Bio: Dr. Nurvitadhi is a co-founder and the Chief Product Officer of MangoBoost, Inc. that offers novel customizable data processing unit (DPU) solutions to boost server systems performance and efficiency. MangoBoost, Inc. is a well-funded start-up which has received 65M$ seed and Series-A funds to grow (and actively hiring). Dr. Nurvitadhi’s interests are in hardware accelerator architectures, systems, and software for key application domains (e.g., AI, analytics). Previously, he was a Principal Engineer at Intel, focused on FPGAs, accelerators, and AI technologies. He has 70+ peer-reviewed publications, 120+ patents granted/pending, with H-index of 33. In 2020, he was recognized as a top 30 inventor by Intel Patent Group and received a Mahboob Khan Outstanding Liaison Award from SRC. He has served on program committees of IEEE/ACM conferences, and as the Technical Program Chair for FCCM 2022. He received a PhD in ECE from Carnegie Mellon University, and an MBA from Oregon State University.

Portrait of Andrew Boutros
Friday, October 13, 2023 | 2pm~3pm ET

CAD and Architecture Exploration Tools for Next-Generation Reconfigurable Acceleration Devices
Andrew Boutros, University of Toronto

Abstract: Field-programmable gate arrays (FPGAs) have evolved beyond a fabric of soft logic and hard blocks surrounded by programmable routing to also incorporate high-performance networks-on-chip (NoCs), general-purpose processor cores and application-specific accelerators. These new reconfigurable acceleration devices (RADs) open up a myriad of architecture research questions that require enhancing existing FPGA computer-aided design (CAD) tools and building new architecture evaluation tools for such complex devices. In the first part of this talk, we will present our new NoC-aware versatile place and route (VPR) flow that co-optimizes traditional circuit implementation metrics (e.g. wirelength, critical path delay) and NoC performance metrics (e.g. congestion, bandwidth utilization, latency) when mapping an application design with NoC-attached modules to a RAD’s NoC-enhanced FPGA fabric. Then, we will give an overview of our RAD architecture exploration and evaluation flow that consists of a system simulator (RAD-Sim) for evaluating performance of a candidate RAD, and a system implementation tool (RAD-Gen) for estimating the silicon implementation area and speed of key RAD architecture components. We showcase the tools using a case study on deep learning recommendation models (DLRMs), showing that a RAD with balanced NoC and hard matrix-vector multiplication engines can achieve up to 20x higher performance than current FPGAs.
Bio: Andrew Boutros is a PhD student in the ECE department at the University of Toronto under the supervision of Prof. Vaughn Betz. His research interests are the intersection of FPGA architecture/CAD and AI acceleration.
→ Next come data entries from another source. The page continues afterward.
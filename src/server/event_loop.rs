//! Event Loop
//!
//! The node's single control task. It waits, without a timeout, on whichever
//! of these becomes ready first:
//!
//! - an inbound datagram
//! - an operator console line
//! - completion of a spawned registration task
//! - a shutdown signal
//!
//! Queries are resolved inline since they only read the registry.
//! Registrations are spawned and reaped later, so a slow one never stalls
//! the loop. No per-message failure ends the loop.

use super::console::{render_entries, render_stats, Command, HELP_TEXT};
use super::registration::{RegistrationOutcome, RegistrationServer};
use super::resolution::ResolutionEngine;
use super::transport::{send_message, DatagramTransport};
use crate::error::Result;
use crate::protocol::{Message, MessageCodec, MAX_DATAGRAM_SIZE};
use crate::registry::RegistryStore;
use std::net::SocketAddr;
use std::sync::Arc;
use tokio::io::{AsyncBufRead, AsyncBufReadExt, AsyncWrite, AsyncWriteExt, Lines};
use tokio::sync::broadcast;
use tokio::task::{JoinError, JoinSet};
use tracing::{debug, error, info, warn};

/// Why the loop stopped
#[derive(Debug, Clone, Copy, PartialEq, Eq)]
pub enum LoopExit {
    /// Operator issued `end`
    Command,
    /// Shutdown signal received
    Signal,
}

/// Multiplexes the network socket and the operator console
pub struct EventLoop<R, W> {
    transport: Arc<dyn DatagramTransport>,
    registry: Arc<RegistryStore>,
    registration: RegistrationServer,
    resolution: ResolutionEngine,
    console: Option<Lines<R>>,
    output: W,
    tasks: JoinSet<Result<RegistrationOutcome>>,
    shutdown_rx: broadcast::Receiver<()>,
}

impl<R, W> EventLoop<R, W>
where
    R: AsyncBufRead + Unpin,
    W: AsyncWrite + Unpin,
{
    pub fn new(
        transport: Arc<dyn DatagramTransport>,
        registry: Arc<RegistryStore>,
        resolution: ResolutionEngine,
        console: R,
        output: W,
        shutdown_rx: broadcast::Receiver<()>,
    ) -> Self {
        let registration = RegistrationServer::new(registry.clone(), transport.clone());

        Self {
            transport,
            registry,
            registration,
            resolution,
            console: Some(console.lines()),
            output,
            tasks: JoinSet::new(),
            shutdown_rx,
        }
    }

    /// Run until `end` or a shutdown signal
    pub async fn run(mut self) -> LoopExit {
        let mut buf = vec![0u8; MAX_DATAGRAM_SIZE];

        let exit = loop {
            tokio::select! {
                received = self.transport.recv_from(&mut buf) => match received {
                    Ok((len, from)) => self.on_datagram(&buf[..len], from).await,
                    Err(e) => warn!(error = %e, "Failed to receive datagram"),
                },
                line = next_line(&mut self.console) => match line {
                    Ok(Some(line)) => {
                        if let Some(exit) = self.on_command(&line).await {
                            break exit;
                        }
                    }
                    Ok(None) => {
                        info!("Console closed; continuing to serve network traffic");
                        self.console = None;
                    }
                    Err(e) => {
                        warn!(error = %e, "Console read failed; console disabled");
                        self.console = None;
                    }
                },
                Some(joined) = self.tasks.join_next(), if !self.tasks.is_empty() => {
                    on_registration_done(joined);
                }
                _ = self.shutdown_rx.recv() => {
                    info!("Shutdown requested");
                    break LoopExit::Signal;
                }
            }
        };

        // Let in-flight registrations finish replying before the socket goes away
        while let Some(joined) = self.tasks.join_next().await {
            on_registration_done(joined);
        }

        info!(reason = ?exit, "Event loop stopped");
        exit
    }

    async fn on_datagram(&mut self, datagram: &[u8], from: SocketAddr) {
        let message = match MessageCodec::decode(datagram) {
            Ok(message) => message,
            Err(e) => {
                warn!(%from, error = %e, "Dropping malformed datagram");
                return;
            }
        };

        match message {
            Message::Register { child_kind, name } => {
                debug!(%from, kind = %child_kind, name = %name, "Registration received");
                self.registration
                    .spawn(&mut self.tasks, child_kind, name, from);
            }
            Message::Query { name } => {
                let outcome = self.resolution.resolve(&name);
                debug!(%from, name = %name, %outcome, "Query resolved");

                let reply = Message::from(outcome);
                if let Err(e) = send_message(self.transport.as_ref(), &reply, from).await {
                    warn!(%from, error = %e, "Failed to send query result");
                }
            }
            other => {
                debug!(%from, kind = other.kind(), "Ignoring unsolicited message");
            }
        }
    }

    async fn on_command(&mut self, line: &str) -> Option<LoopExit> {
        let command = Command::parse(line);
        if command != Command::Empty {
            self.print(&format!("server> {}\n", line.trim())).await;
        }

        match command {
            Command::End => return Some(LoopExit::Command),
            Command::ListSubdomains => {
                let text = render_entries(&self.registry.snapshot_subdomains());
                self.print(&text).await;
            }
            Command::ListHosts => {
                let text = render_entries(&self.registry.snapshot_hosts());
                self.print(&text).await;
            }
            Command::Stats => {
                let text = render_stats(&self.registry.stats());
                self.print(&text).await;
            }
            Command::Help => self.print(HELP_TEXT).await,
            Command::Unknown(command) => debug!(command = %command, "Ignoring unknown console command"),
            Command::Empty => {}
        }

        None
    }

    async fn print(&mut self, text: &str) {
        if let Err(e) = self.output.write_all(text.as_bytes()).await {
            warn!(error = %e, "Failed to write console output");
            return;
        }
        if let Err(e) = self.output.flush().await {
            warn!(error = %e, "Failed to flush console output");
        }
    }
}

/// Next console line, or never if the console is gone
async fn next_line<R>(console: &mut Option<Lines<R>>) -> std::io::Result<Option<String>>
where
    R: AsyncBufRead + Unpin,
{
    match console {
        Some(lines) => lines.next_line().await,
        None => std::future::pending().await,
    }
}

fn on_registration_done(joined: std::result::Result<Result<RegistrationOutcome>, JoinError>) {
    match joined {
        Ok(Ok(outcome)) => debug!(name = %outcome.name, success = outcome.is_success(), "Registration task finished"),
        Ok(Err(e)) => debug!(error = %e, "Registration task finished without a reply"),
        Err(e) => error!(error = %e, "Registration task aborted"),
    }
}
He is a post-graduate affiliate of the Intel/VMware Crossroads 3D-FPGA Academic Research Center and the International Center for Spatial Computational Learning. He is also a machine learning systems engineer at MangoBoost. From 2018 to 2022, he was a research scientist at Intel Labs and Intel's Programmable Solutions Group CTO Office. He received his MASc in Computer Engineering from the University of Toronto in 2018, and his BSc in Electronics Engineering from the German University in Cairo in 2016.

Portrait of James C. Hoe
Friday, September 29, 2023 | 2pm~3pm ET

How hard is it to use an FPGA for compute acceleration in 2023?
James C. Hoe, Carnegie Mellon University

Abstract: In this talk I want to explore the question: how hard is it to use an FPGA in a computer system in 2023? Secondarily, there is the question: what application domain would most profit from FPGA acceleration if the historical programmability and usability challenges are removed. With advances in new single-source heterogeneous programming languages and high-level synthesis, I will argue that using an FPGA for compute acceleration is no harder than using a GPU through CUDA/OpenCL (which is by no means easy). Applying Intel DPC++/oneAPI to an interesting design example in high-throughput, low-latency streaming data analytics (i.e., aggregation), I will show that (1) we shouldn't automatically expect a loss of quality when using HLS to design for FPGAs; and, more importantly (2) the resulting HLS IPs can be much more maintainable and reusable, as well as being more accessible to application-level experts to assemble new streaming application pipelines. With an improved systematic programming flow, data stream processing---including online and offline transformation, inspection, and analytics---is one of the prime candidates to leverage FPGAs’ advantage over CPU/GPU/ASIC options in a computer system.
Bio: James C. Hoe is a Professor of Electrical and Computer Engineering at Carnegie Mellon University. He received his Ph.D. in EECS from Massachusetts Institute of Technology in 2000 (S.M., 1994). He received his B.S. in EECS from UC Berkeley in 1992. He is interested in many aspects of computer architecture and digital hardware design, including the specific areas of FPGA architecture for computing; digital signal processing hardware; and high-level hardware design and synthesis. He is a Fellow of IEEE. For more information, please visit

Portrait of Derek Chiou
Friday, September 15, 2023 | 2pm~3pm ET

Terminus: Moving the Center of Cloud Servers from Cores to SmartNICs and Beyond
Derek Chiou, The University of Texas at Austin

Abstract: Since the start of computing, server design has been core-centric. As infrastructure functionality, such as network virtualization, storage virtualization, encryption, etc. consumes more and more computational power, the center of the server is moving from cores/processors to SmartNICs. This talk motivates this move, describes how SmartNICs work today, and discusses future directions and challenges.
Bio: Derek Chiou is a professor in the Electrical and Computer Engineering Department at The University of Texas at Austin and a Partner Architect at Microsoft responsible for future infrastructure offload system architecture. He is a co-founder of the Microsoft Azure SmartNIC effort and led the Bing FPGA team to first deployment of Bing ranking on FPGAs. Until 2016, when he joined Microsoft, he was an associate professor at UT. Before UT, Dr. Chiou was a system architect at Avici Systems, a manufacturer of terabit core routers. Dr. Chiou received his Ph.D., S.M., and S.B. degrees in Electrical Engineering and Computer Science from MIT.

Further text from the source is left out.